The resolution would be a major win for collectives, which are meant to support athletes’ potential endorsement opportunities. Collectives were at risk of going extinct if the previous CSC guidance stood (though it was widely expected that at least one collective would file a lawsuit challenging the guidance). Collectives would be able to provide players with as much money as they want above the $20.5 million revenue-sharing cap—provided the money they pay players matches the fair-market value of the service they’re receiving from those players.

Both sides are still hammering out specifics, however.

A spokesperson for the College Sports Commission and defendant conferences told Front Office Sports: “Conversations with class counsel remain ongoing. A formal statement will be issued when the issue has been resolved.” A spokesperson for House plaintiff attorney, Steve Berman, declined to comment when reached by FOS, saying they would not issue a statement on Tuesday. 

The House settlement, approved on June 6, set up a system that requires all NIL deals in Division I schools to be scrutinized by a software program created by Deloitte, called NIL Go. The software would be used to determine whether the deals were coming from an entity offering a “valid business purpose,” and whether the money offered was “fair-market value,” or simply pay-for-play. If the deals didn’t meet those criteria, they would be rejected.

Then, two weeks ago, the College Sports Commission, which oversees House settlement rules, issued guidance suggesting that NIL collective deals wouldn’t be approved unless they involved another third party company. The CSC would not consider collectives or other entities to be offering a “valid business purpose.” That meant NIL collectives wouldn’t be allowed to pay players simply for promoting collective merchandise, creating content sold by the collective, or engaging in events the collective organized.
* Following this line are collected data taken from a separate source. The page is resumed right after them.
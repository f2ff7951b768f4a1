//! Document version arithmetic.
//!
//! Versions are `N.X` strings: minor versions (X >= 1) are drafts in
//! progress, major versions (N.0 with N >= 1) have been effective. `0.1` is
//! the initial version of every new document.

use crate::error::QmsError;
use std::fmt::{Display, Formatter};
use std::str::FromStr;

#[derive(Debug, Clone, Copy, PartialEq, Eq, PartialOrd, Ord)]
pub struct Version {
    pub major: u32,
    pub minor: u32,
}

impl Version {
    pub const INITIAL: Version = Version { major: 0, minor: 1 };

    /// True when the document has ever been approved (major part >= 1).
    pub fn has_been_effective(&self) -> bool {
        self.major >= 1
    }

    /// `N.X -> N+1.0`
    pub fn bump_major(&self) -> Version {
        Version {
            major: self.major + 1,
            minor: 0,
        }
    }

    /// First draft version after an effective release: `N.0 -> N.1`.
    pub fn next_draft(&self) -> Version {
        Version {
            major: self.major,
            minor: 1,
        }
    }
}

impl FromStr for Version {
    type Err = QmsError;

    fn from_str(s: &str) -> Result<Self, Self::Err> {
        let invalid = || QmsError::Storage {
            message: format!("invalid version '{s}' (expected N.X)"),
        };
        let (major, minor) = s.split_once('.').ok_or_else(invalid)?;
        Ok(Version {
            major: major.parse().map_err(|_| invalid())?,
            minor: minor.parse().map_err(|_| invalid())?,
        })
    }
}

impl Display for Version {
    fn fmt(&self, f: &mut Formatter<'_>) -> std::fmt::Result {
        write!(f, "{}.{}", self.major, self.minor)
    }
}

/// Parses a stored version string, defaulting to `0.1` when malformed input
/// is encountered in legacy metadata.
pub fn parse_or_initial(s: &str) -> Version {
    s.parse().unwrap_or(Version::INITIAL)
}
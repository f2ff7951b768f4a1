//! Document I/O: markdown files with a YAML frontmatter block.
//!
//! Every QMS-stored document and workspace copy is written through the
//! minimal path, which keeps only the author-maintained fields (`title`,
//! `revision_summary`). All workflow state lives in `.meta`; authors never
//! edit status into a file.

use crate::error::QmsError;
use serde_yaml::{Mapping, Value};
use std::fs;
use std::path::Path;

/// Frontmatter fields authors own. Everything else is dropped by the
/// minimal write path.
pub const AUTHOR_FIELDS: &[&str] = &["title", "revision_summary"];

/// Splits a document into `(frontmatter, body)`. Documents without a leading
/// `---` block are read as an empty map plus the full content.
pub fn parse_frontmatter(content: &str) -> (Mapping, String) {
    let Some(rest) = content.strip_prefix("---\n") else {
        return (Mapping::new(), content.to_string());
    };
    let (yaml_text, body) = match rest.split_once("\n---\n") {
        Some((yaml_text, body)) => (yaml_text, body),
        None => match rest.strip_suffix("\n---") {
            Some(yaml_text) => (yaml_text, ""),
            None => return (Mapping::new(), content.to_string()),
        },
    };
    let frontmatter = serde_yaml::from_str::<Mapping>(yaml_text).unwrap_or_default();
    (frontmatter, body.trim_start_matches('\n').to_string())
}

/// Reads and splits a document file.
pub fn read_document(path: &Path) -> Result<(Mapping, String), QmsError> {
    let content = fs::read_to_string(path).map_err(|e| QmsError::storage(path, e))?;
    Ok(parse_frontmatter(&content))
}

/// Serializes frontmatter (insertion order preserved, Unicode-safe) followed
/// by a blank line and the body.
pub fn render_document(frontmatter: &Mapping, body: &str) -> Result<String, QmsError> {
    let yaml = serde_yaml::to_string(frontmatter).map_err(|e| QmsError::Storage {
        message: format!("frontmatter serialization: {e}"),
    })?;
    Ok(format!("---\n{yaml}---\n\n{body}"))
}

/// Writes a document with its frontmatter as given.
pub fn write_document(path: &Path, frontmatter: &Mapping, body: &str) -> Result<(), QmsError> {
    if let Some(parent) = path.parent() {
        fs::create_dir_all(parent).map_err(|e| QmsError::storage(parent, e))?;
    }
    let content = render_document(frontmatter, body)?;
    fs::write(path, content).map_err(|e| QmsError::storage(path, e))
}

/// Writes a document keeping only the author-maintained frontmatter fields.
pub fn write_document_minimal(
    path: &Path,
    frontmatter: &Mapping,
    body: &str,
) -> Result<(), QmsError> {
    let minimal = filter_author_frontmatter(frontmatter);
    write_document(path, &minimal, body)
}

/// Retains only `title` and `revision_summary`, in that order.
pub fn filter_author_frontmatter(frontmatter: &Mapping) -> Mapping {
    let mut minimal = Mapping::new();
    for field in AUTHOR_FIELDS {
        let key = Value::String(field.to_string());
        if let Some(value) = frontmatter.get(&key) {
            minimal.insert(key, value.clone());
        }
    }
    minimal
}

/// String-valued frontmatter field lookup.
pub fn get_str<'a>(frontmatter: &'a Mapping, key: &str) -> Option<&'a str> {
    frontmatter
        .get(Value::String(key.to_string()))
        .and_then(Value::as_str)
}

/// Builds a frontmatter map from string pairs, preserving order.
pub fn mapping_from_pairs(pairs: &[(&str, &str)]) -> Mapping {
    let mut map = Mapping::new();
    for (key, value) in pairs {
        map.insert(
            Value::String(key.to_string()),
            Value::String(value.to_string()),
        );
    }
    map
}
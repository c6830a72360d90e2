pub mod verifier;

pub use verifier::*;
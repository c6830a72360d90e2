use draft_collab::{config::Config, create_app, AppState};
use std::panic;
use std::sync::Arc;
use tokio::signal;
use tracing::{error, info, warn};
use tracing_subscriber::{fmt, prelude::*, EnvFilter};

#[tokio::main]
async fn main() {

    // Set panic hook for better error messages
    panic::set_hook(Box::new(|info| {
        eprintln!("PANIC: {info}");
    }));

    // Load configuration
    let config = Config::load();

    // Initialize tracing
    let log_level = config.as_ref().map(|c| c.log_level.clone()).unwrap_or_else(|_| "info".to_string());
    tracing_subscriber::registry()
        .with(fmt::layer())
        .with(EnvFilter::try_from_default_env().unwrap_or_else(|_| {
            // Default to the configured level, but allow debug for our app
            format!("draft_collab=debug,tower_http=debug,axum::rejection=trace,{}", log_level).into()
        }))
        .init();

    info!("Starting server...");

    let config = config.unwrap_or_else(|e| {
        error!("Failed to load configuration: {}", e);
        warn!("Using default configuration");
        Config::default()
    });
    let address = config.server_address();
    info!(
        service = %config.service_name,
        environment = %config.environment,
        "Loaded configuration"
    );

    let state = Arc::new(AppState::new(config));
    let app = create_app(state);

    let listener = tokio::net::TcpListener::bind(&address)
        .await
        .unwrap_or_else(|_| panic!("Failed to bind to {}", address));

    info!("🚀 Server running on http://{}", address);
    info!("📡 Collaboration socket at ws://{}/api/collab/ws/draft/{{document_id}}?token=...", address);
    info!("📚 Swagger UI available at http://{}/swagger", address);

    axum::serve(listener, app)
        .with_graceful_shutdown(shutdown_signal())
        .await
        .expect("Server failed to start");

    info!("Server shut down gracefully");
}

async fn shutdown_signal() {
    let ctrl_c = async {
        signal::ctrl_c()
            .await
            .expect("failed to install Ctrl+C handler");
    };

    #[cfg(unix)]
    let terminate = async {
        signal::unix::signal(signal::unix::SignalKind::terminate())
            .expect("failed to install signal handler")
            .recv()
            .await;
    };

    #[cfg(not(unix))]
    let terminate = std::future::pending::<()>();

    tokio::select! {
        _ = ctrl_c => {},
        _ = terminate => {},
    }

    info!("Shutdown signal received");
}
pub mod diagnostics;
pub mod health;
pub mod presence;

pub use diagnostics::*;
pub use health::*;
pub use presence::*;
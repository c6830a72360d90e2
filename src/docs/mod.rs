use utoipa::OpenApi;
use crate::models::*;

/// Health check endpoint
#[utoipa::path(
    get,
    path = "/api/health",
    responses(
        (status = 200, description = "Service is healthy", body = HealthResponse)
    )
)]
#[allow(dead_code)]
pub async fn health_check_doc() {}

/// Readiness check endpoint
#[utoipa::path(
    get,
    path = "/api/ready",
    responses(
        (status = 200, description = "Service is ready", body = HealthResponse)
    )
)]
#[allow(dead_code)]
pub async fn ready_check_doc() {}

/// Users currently connected to a draft
#[utoipa::path(
    get,
    path = "/api/collab/draft/{document_id}/presence",
    params(
        ("document_id" = i64, Path, description = "Draft identifier")
    ),
    responses(
        (status = 200, description = "Current presence, empty when nobody is connected", body = PresenceResponse)
    )
)]
#[allow(dead_code)]
pub async fn room_presence_doc() {}

/// Registry and process statistics
#[utoipa::path(
    get,
    path = "/api/v1/diagnostics",
    responses(
        (status = 200, description = "Diagnostics", body = DiagnosticsResponse),
        (status = 401, description = "Missing or invalid credential", body = ErrorResponse)
    )
)]
#[allow(dead_code)]
pub async fn diagnostics_doc() {}

#[derive(OpenApi)]
#[openapi(
    paths(
        health_check_doc,
        ready_check_doc,
        room_presence_doc,
        diagnostics_doc,
    ),
    components(
        schemas(HealthResponse, PresenceResponse, PresenceUser, DiagnosticsResponse, RoomSummary, ErrorResponse)
    ),
    tags(
        (name = "api", description = "API endpoints")
    )
)]
pub struct ApiDoc;
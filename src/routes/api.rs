use crate::{
    handlers::{diagnostics, health_check, ready_check, room_presence},
    routes::auth_middleware::auth_middleware,
    websocket::handler::websocket_handler,
    AppState,
};
use axum::{middleware, routing::get, Router};
use std::sync::Arc;

/// Create API routes
pub fn create_api_routes(state: Arc<AppState>) -> Router {
    let protected = Router::<Arc<AppState>>::new()
        .route("/v1/diagnostics", get(diagnostics))
        .route_layer(middleware::from_fn_with_state(state.clone(), auth_middleware)); // Applies to all routes added above

    Router::<Arc<AppState>>::new()
        .route("/health", get(health_check))
        .route("/ready", get(ready_check))
        .route("/collab/ws/draft/:document_id", get(websocket_handler))
        .route("/collab/draft/:document_id/presence", get(room_presence))
        .merge(protected)
        .with_state(state)
}
use tracing::debug;

use crate::ws::connctx::ConnectionId;
use crate::ws::registry::SessionRegistry;

/// Handle a cursor message - record it and broadcast to the other sessions.
pub fn handle_cursor_message(
    registry: &SessionRegistry,
    user_id: &str,
    connection_id: ConnectionId,
    position: i64,
    selection_start: Option<i64>,
    selection_end: Option<i64>,
) {
    match registry.update_cursor(user_id, connection_id, position, selection_start, selection_end) {
        Some(delivery) => debug!(
            user_id,
            position,
            delivered = delivery.delivered,
            failed = delivery.failed,
            "Cursor update broadcast"
        ),
        None => debug!(user_id, %connection_id, "Cursor update from unregistered or replaced connection ignored"),
    }
}
use std::fmt;
use std::sync::Arc;

use tokio::sync::mpsc::{self, error::TrySendError};
use tokio::sync::watch;
use uuid::Uuid;

use crate::models::ServerMessage;

/// Close code sent when the credential presented at connect time is rejected.
pub const CLOSE_INVALID_TOKEN: u16 = 4001;
/// Close code sent to a connection whose user connected again elsewhere.
pub const CLOSE_SESSION_REPLACED: u16 = 4002;

/// Identifies one physical connection. A user that reconnects gets a new one.
#[derive(Clone, Copy, Debug, PartialEq, Eq, Hash)]
pub struct ConnectionId(Uuid);

impl ConnectionId {
    pub fn new() -> Self {
        Self(Uuid::new_v4())
    }
}

impl Default for ConnectionId {
    fn default() -> Self {
        Self::new()
    }
}

impl fmt::Display for ConnectionId {
    fn fmt(&self, f: &mut fmt::Formatter<'_>) -> fmt::Result {
        self.0.fmt(f)
    }
}

/// Why the registry asked a connection to go away.
#[derive(Debug, Clone, Copy, PartialEq, Eq)]
pub struct Eviction {
    pub code: u16,
    pub reason: &'static str,
}

pub type EvictionWatch = watch::Receiver<Option<Eviction>>;

#[derive(Debug, Clone, Copy, PartialEq, Eq)]
pub enum DeliveryError {
    /// The peer is not draining its queue fast enough.
    Full,
    /// The peer's writer is gone; its own loop will clean it up.
    Closed,
}

/// Address of a connection's outbound queue and eviction signal.
///
/// Rooms keep one of these per session for routing only. Dropping it does
/// not close the connection; the connection's own loop owns its lifetime.
#[derive(Debug, Clone)]
pub struct ConnectionHandle {
    id: ConnectionId,
    tx: mpsc::Sender<ServerMessage>,
    evict: Arc<watch::Sender<Option<Eviction>>>,
}

impl ConnectionHandle {
    /// A handle plus the two ends the connection loop drains: the bounded
    /// message queue and the eviction watch.
    pub fn channel(id: ConnectionId, capacity: usize) -> (Self, mpsc::Receiver<ServerMessage>, EvictionWatch) {
        let (tx, rx) = mpsc::channel(capacity.max(1));
        let (evict, evicted) = watch::channel(None);
        (Self { id, tx, evict: Arc::new(evict) }, rx, evicted)
    }

    pub fn id(&self) -> ConnectionId {
        self.id
    }

    /// Enqueue without waiting. Never blocks the caller on a slow peer.
    pub fn deliver(&self, msg: ServerMessage) -> Result<(), DeliveryError> {
        self.tx.try_send(msg).map_err(|e| match e {
            TrySendError::Full(_) => DeliveryError::Full,
            TrySendError::Closed(_) => DeliveryError::Closed,
        })
    }

    /// Ask the connection to close. Bypasses the message queue, so it lands
    /// even when the queue is full.
    pub fn evict(&self, code: u16, reason: &'static str) {
        self.evict.send_replace(Some(Eviction { code, reason }));
    }
}

/// Resolves once the registry evicts the connection. Pends forever if the
/// handle is dropped without an eviction, i.e. after a normal release.
pub async fn evicted(mut watch: EvictionWatch) -> Eviction {
    let eviction = watch
        .wait_for(Option::is_some)
        .await
        .map(|current| *current)
        .ok()
        .flatten();
    match eviction {
        Some(eviction) => eviction,
        None => std::future::pending().await,
    }
}
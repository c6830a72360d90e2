pub mod handler;
pub mod msg_content_handler;
pub mod msg_cursor_handler;
pub mod msg_ping_handler;
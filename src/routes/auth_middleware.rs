use axum::{
    extract::{Request, State},
    http::StatusCode,
    middleware::Next,
    response::Response,
    Json,
};
use std::sync::Arc;
use tracing::{error, info};

use crate::models::ErrorResponse;
use crate::services::auth_service::get_auth_token;
use crate::AppState;

/// Require a valid credential and expose the caller's `Identity` to handlers.
pub async fn auth_middleware(
    State(app_state): State<Arc<AppState>>,
    mut req: Request,
    next: Next,
) -> Result<Response, (StatusCode, Json<ErrorResponse>)> {

    // 1. Get the auth token from the request
    let token = get_auth_token(req.headers()).map_err(|e| {
        info!("Rejecting request to {}: {}", req.uri().path(), e);
        ErrorResponse::reply(StatusCode::UNAUTHORIZED, e.to_string())
    })?;

    // 2. Validate the token
    let identity = app_state.verifier.verify(&token).map_err(|e| {
        error!("Token validation failed: {}", e);
        ErrorResponse::reply(StatusCode::UNAUTHORIZED, "Invalid or expired token")
    })?;

    // 3. Hand the identity to downstream handlers
    req.extensions_mut().insert(identity);

    Ok(next.run(req).await)
}
impl SessionRegistry {
    pub fn new() -> Self {
        Self::default()
    }

    fn state(&self) -> MutexGuard<'_, RegistryState> {
        self.state.lock().unwrap_or_else(PoisonError::into_inner)
    }

    /// Join `user_id` to the room for `document_id`.
    ///
    /// A user already joined anywhere is evicted first: its old room hears
    /// `user_left` and its old connection is asked to close with
    /// [`CLOSE_SESSION_REPLACED`]. The joiner's own queue receives
    /// `room_state` before any other event of the room can reach it.
    pub fn connect(
        &self,
        document_id: DocumentId,
        user_id: &str,
        display_name: &str,
        handle: ConnectionHandle,
    ) -> JoinAck {
        let mut state = self.state();

        let replaced = state.remove_session(user_id).map(|(previous_doc, previous)| {
            info!(user_id, previous_doc, "User connected again, replacing previous session");
            previous.handle.evict(CLOSE_SESSION_REPLACED, "Session replaced");
            previous_doc
        });

        let room = state
            .rooms
            .entry(document_id)
            .or_insert_with(|| Room::new(document_id));
        let color = color::allocate(&room.used_colors());

        let own_handle = handle.clone();
        room.sessions.insert(
            user_id.to_string(),
            Session::new(user_id.to_string(), display_name.to_string(), color, handle),
        );
        let users = room.users();

        let announced = room.fan_out(
            &ServerMessage::UserJoined {
                user_id: user_id.to_string(),
                display_name: display_name.to_string(),
                color: color.to_string(),
                users: users.clone(),
            },
            Some(user_id),
        );
        let _ = own_handle.deliver(ServerMessage::RoomState {
            document_id,
            content: room.content.clone(),
            users,
            your_color: color.to_string(),
        });

        state.user_rooms.insert(user_id.to_string(), document_id);

        JoinAck { color, replaced, announced }
    }

    /// Remove `user_id` from whatever room it is in. Returns false when the
    /// user was not registered, which makes repeated cleanup harmless.
    pub fn disconnect(&self, user_id: &str) -> bool {
        self.state().remove_session(user_id).is_some()
    }

    /// Disconnect `user_id` only if its registered session still belongs to
    /// `connection_id`. A connection that was replaced must not tear down
    /// its replacement when its own loop finally exits.
    pub fn release(&self, user_id: &str, connection_id: ConnectionId) -> bool {
        let mut state = self.state();
        let owned = state
            .user_rooms
            .get(user_id)
            .and_then(|doc| state.rooms.get(doc))
            .and_then(|room| room.sessions.get(user_id))
            .is_some_and(|s| s.handle.id() == connection_id);
        owned && state.remove_session(user_id).is_some()
    }

    /// Record the caller's cursor and tell everyone else. `None` when the
    /// user is not registered or `connection_id` no longer owns its session.
    pub fn update_cursor(
        &self,
        user_id: &str,
        connection_id: ConnectionId,
        position: i64,
        selection_start: Option<i64>,
        selection_end: Option<i64>,
    ) -> Option<Delivery> {
        let mut state = self.state();
        let (room, user_id) = state.session_mut(user_id, connection_id)?;

        let session = room.sessions.get_mut(&user_id)?;
        session.cursor_position = Some(position);
        session.selection_start = selection_start;
        session.selection_end = selection_end;

        let msg = ServerMessage::CursorUpdate {
            user_id: session.user_id.clone(),
            display_name: session.display_name.clone(),
            color: session.color.to_string(),
            position,
            selection_start,
            selection_end,
        };
        Some(room.fan_out(&msg, Some(&user_id)))
    }

    /// Overwrite the room's content and tell everyone else.
    pub fn update_content(
        &self,
        user_id: &str,
        connection_id: ConnectionId,
        content: String,
        cursor_position: Option<i64>,
    ) -> Option<Delivery> {
        let mut state = self.state();
        let (room, user_id) = state.session_mut(user_id, connection_id)?;

        let display_name = room.sessions.get(&user_id)?.display_name.clone();
        room.set_content(content.clone());

        let msg = ServerMessage::ContentUpdate {
            user_id: user_id.clone(),
            display_name,
            content,
            cursor_position,
        };
        Some(room.fan_out(&msg, Some(&user_id)))
    }

    /// Who is in the room right now. Never creates a room.
    pub fn room_presence(&self, document_id: DocumentId) -> Vec<PresenceUser> {
        self.state()
            .rooms
            .get(&document_id)
            .map(Room::presence)
            .unwrap_or_default()
    }

    pub fn room_count(&self, document_id: DocumentId) -> usize {
        self.state()
            .rooms
            .get(&document_id)
            .map_or(0, |room| room.sessions.len())
    }

    pub fn room_content(&self, document_id: DocumentId) -> Option<String> {
        self.state().rooms.get(&document_id).map(|room| room.content.clone())
    }

    pub fn room_summary(&self, document_id: DocumentId) -> Option<RoomSummary> {
        self.state().rooms.get(&document_id).map(Room::summary)
    }

    /// One summary per live room, ordered by document id.
    pub fn room_summaries(&self) -> Vec<RoomSummary> {
        let mut summaries: Vec<_> = self.state().rooms.values().map(Room::summary).collect();
        summaries.sort_by_key(|summary| summary.document_id);
        summaries
    }

    pub fn contains_room(&self, document_id: DocumentId) -> bool {
        self.state().rooms.contains_key(&document_id)
    }

    pub fn room_of(&self, user_id: &str) -> Option<DocumentId> {
        self.state().user_rooms.get(user_id).copied()
    }

    pub fn stats(&self) -> RegistryStats {
        let state = self.state();
        RegistryStats {
            rooms: state.rooms.len(),
            sessions: state.rooms.values().map(|room| room.sessions.len()).sum(),
        }
    }
}
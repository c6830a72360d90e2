use std::sync::Arc;

use axum::{extract::State, Json};
use tracing::debug;

use crate::models::HealthResponse;
use crate::AppState;

fn ok(message: String) -> Json<HealthResponse> {
    Json(HealthResponse {
        status: "ok".to_string(),
        message,
    })
}

/// Liveness: the process answers.
pub async fn health_check() -> Json<HealthResponse> {
    debug!("Health check requested");
    ok("Server is running".to_string())
}

/// Readiness: the registry is reachable. Rooms live in memory only, so
/// there is no downstream dependency to check.
pub async fn ready_check(State(app_state): State<Arc<AppState>>) -> Json<HealthResponse> {
    let stats = app_state.registry.stats();
    debug!(rooms = stats.rooms, sessions = stats.sessions, "Readiness check requested");
    ok(format!(
        "Service is ready ({} rooms, {} sessions)",
        stats.rooms, stats.sessions
    ))
}
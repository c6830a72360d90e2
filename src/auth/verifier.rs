use jsonwebtoken::DecodingKey;
use serde_json::Value;
use thiserror::Error;
use tracing::debug;

use crate::services::auth_service::validate_jwt;

/// Who is behind a credential.
#[derive(Debug, Clone, PartialEq, Eq)]
pub struct Identity {
    pub user_id: String,
    pub display_name: String,
}

#[derive(Debug, Error)]
pub enum AuthError {
    #[error("no credential presented")]
    MissingCredential,
    #[error("malformed credential header: {0}")]
    MalformedHeader(&'static str),
    #[error("invalid token: {0}")]
    InvalidToken(#[from] jsonwebtoken::errors::Error),
    #[error("token does not contain a 'sub' claim")]
    MissingSubject,
    #[error("token verification is not configured")]
    NotConfigured,
}

/// Turns an opaque credential into an identity.
///
/// Called once per connection attempt, before any room state is touched.
pub trait IdentityVerifier: Send + Sync {
    fn verify(&self, credential: &str) -> Result<Identity, AuthError>;
}

/// Verifies HS256 access tokens.
///
/// The `sub` claim (string or number) is the user id. The display name is
/// taken from `username`, then `name`, then falls back to `User <sub>`.
pub struct JwtVerifier {
    key: Option<DecodingKey>,
}

impl JwtVerifier {
    pub fn new(secret: Option<&str>) -> Self {
        Self {
            key: secret.map(|s| DecodingKey::from_secret(s.as_bytes())),
        }
    }
}

impl IdentityVerifier for JwtVerifier {
    fn verify(&self, credential: &str) -> Result<Identity, AuthError> {
        let key = self.key.as_ref().ok_or(AuthError::NotConfigured)?;
        let token_data = validate_jwt(credential, key)?;
        let claims = token_data.claims;

        let user_id = match claims.get("sub") {
            Some(Value::String(sub)) if !sub.is_empty() => sub.clone(),
            Some(Value::Number(sub)) => sub.to_string(),
            _ => return Err(AuthError::MissingSubject),
        };
        let display_name = ["username", "name"]
            .iter()
            .find_map(|claim| claims.get(*claim).and_then(Value::as_str))
            .map(str::to_string)
            .unwrap_or_else(|| format!("User {}", user_id));

        debug!(user_id = %user_id, "Token verified");
        Ok(Identity { user_id, display_name })
    }
}
use serde::{Deserialize, Serialize};
use thiserror::Error;
use tracing::{error, info};

/// Application configuration
#[derive(Debug, Clone, Deserialize, Serialize)]
pub struct Config {
    /// Server host address
    #[serde(default = "default_host")]
    pub host: String,

    /// Server port
    #[serde(default = "default_port")]
    pub port: u16,

    /// Environment (dev, staging, prod)
    #[serde(default = "default_environment")]
    pub environment: String,

    /// CORS allowed origins, comma separated
    pub cors_origins: Option<String>,

    /// Log level
    #[serde(default = "default_log_level")]
    pub log_level: String,

    #[serde(default = "default_service_name")]
    pub service_name: String,

    /// HS256 secret for access tokens. Without it every credential is rejected.
    pub jwt_secret: Option<String>,

    /// Capacity of each connection's outbound queue
    #[serde(default = "default_outbound_buffer")]
    pub outbound_buffer: usize,
}

impl Config {
    /// Load configuration from environment variables or app.env file
    pub fn load() -> Result<Self, ConfigError> {
        if std::path::Path::new("app.env").exists() {
            dotenvy::from_filename("app.env").ok();
        } else {
            dotenvy::dotenv().ok();
        }
        Self::from_env()
    }

    fn from_env() -> Result<Self, ConfigError> {
        match envy::from_env::<Config>() {
            Ok(config) => {
                info!("✅ Configuration loaded successfully");
                Ok(config)
            }
            Err(e) => {
                error!("❌ Failed to load configuration: {}", e);
                Err(ConfigError::EnvError(e))
            }
        }
    }

    /// Get the full server address
    pub fn server_address(&self) -> String {
        format!("{}:{}", self.host, self.port)
    }

    pub fn cors_origin_list(&self) -> Vec<String> {
        self.cors_origins
            .as_deref()
            .map(|origins| {
                origins
                    .split(',')
                    .map(str::trim)
                    .filter(|o| !o.is_empty())
                    .map(str::to_string)
                    .collect()
            })
            .unwrap_or_default()
    }

    /// Check if running in development mode
    pub fn is_development(&self) -> bool {
        self.environment.to_lowercase() == "dev" || self.environment.to_lowercase() == "development"
    }

    /// Check if running in production mode
    pub fn is_production(&self) -> bool {
        self.environment.to_lowercase() == "prod" || self.environment.to_lowercase() == "production"
    }
}

impl Default for Config {
    fn default() -> Self {
        Self {
            host: default_host(),
            port: default_port(),
            environment: default_environment(),
            log_level: default_log_level(),
            cors_origins: None,
            service_name: default_service_name(),
            jwt_secret: None,
            outbound_buffer: default_outbound_buffer(),
        }
    }
}

#[derive(Debug, Error)]
pub enum ConfigError {
    #[error("Environment variable error: {0}")]
    EnvError(#[from] envy::Error),
}

// Default value functions
fn default_host() -> String {
    "0.0.0.0".to_string()
}

fn default_port() -> u16 {
    3000
}

fn default_log_level() -> String {
    "info".to_string()
}

fn default_service_name() -> String {
    "draft-collab".to_string()
}

fn default_environment() -> String {
    "development".to_string()
}

fn default_outbound_buffer() -> usize {
    256
}
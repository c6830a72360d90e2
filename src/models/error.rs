use axum::{http::StatusCode, Json};
use serde::{Deserialize, Serialize};
use utoipa::ToSchema;

/// Response for an error
#[derive(Serialize, Deserialize, ToSchema)]
pub struct ErrorResponse {
    pub code: u16,
    pub status: String,
    pub error: String,
}

impl ErrorResponse {
    pub fn reply(status: StatusCode, error: impl Into<String>) -> (StatusCode, Json<ErrorResponse>) {
        (
            status,
            Json(ErrorResponse {
                code: status.as_u16(),
                status: status.to_string(),
                error: error.into(),
            }),
        )
    }
}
But they would be able to operate as agencies, facilitating payments between brands and players. 

House plaintiff attorneys challenged that interpretation in a letter to their defendant counterparts, and entered negotiations with defendant lawyers to change the guidance. 

The new agreement would now treat collectives like any other business in the NIL Go clearinghouse. 

Collectives would still have to ensure the money they offer players is “fair-market value.” In other words, they can’t pay a player $1 million for showing up to one autograph signing unless they can prove the player’s participation is worth that much. As long as they can come up with enough NIL activities for players to take part in, the collective can pay them without serving as a middle man for another company.

Deals that have been rejected because of the previous guidance will have another chance to get approved.

The new guidance potentially provides much-needed clarity in a landscape where rules and enforcement have been fluid, and communication has been lacking. The somewhat inconsistent release of the new rules—coming from a news report rather than a formal communication from the CSC—reflects the inadequate clarity around guidance that so far characterizes the new era of college sports.

On Tuesday morning, Big Ten Commissioner Tony Petitti said lawyers were still negotiating. He noted that part of the issue was that the House settlement was approved later than expected. 

Then, at about 1:30 p.m. PT, a spokesperson for the College Sports Commission also told FOS that conversations were ongoing.

Then, during a press conference commencing at 2 p.m. PT, Ohio State football coach Ryan Day lamented the lack of clarity with third-party NIL deals. 

“I’m excited to find out what the rules are, so I can play by them—and then find out if they’re actually going to be enforced,” Day told reporters. “The grey is what drives me insane.”

In response to a question from FOS, he said: “What we don’t want to do at Ohio State is make agreements or talk to people about certain deals that have to claw those things back because they don’t get cleared.”

Minutes later, Yahoo Sports reported that the CSC relaxed its guidance on collectives.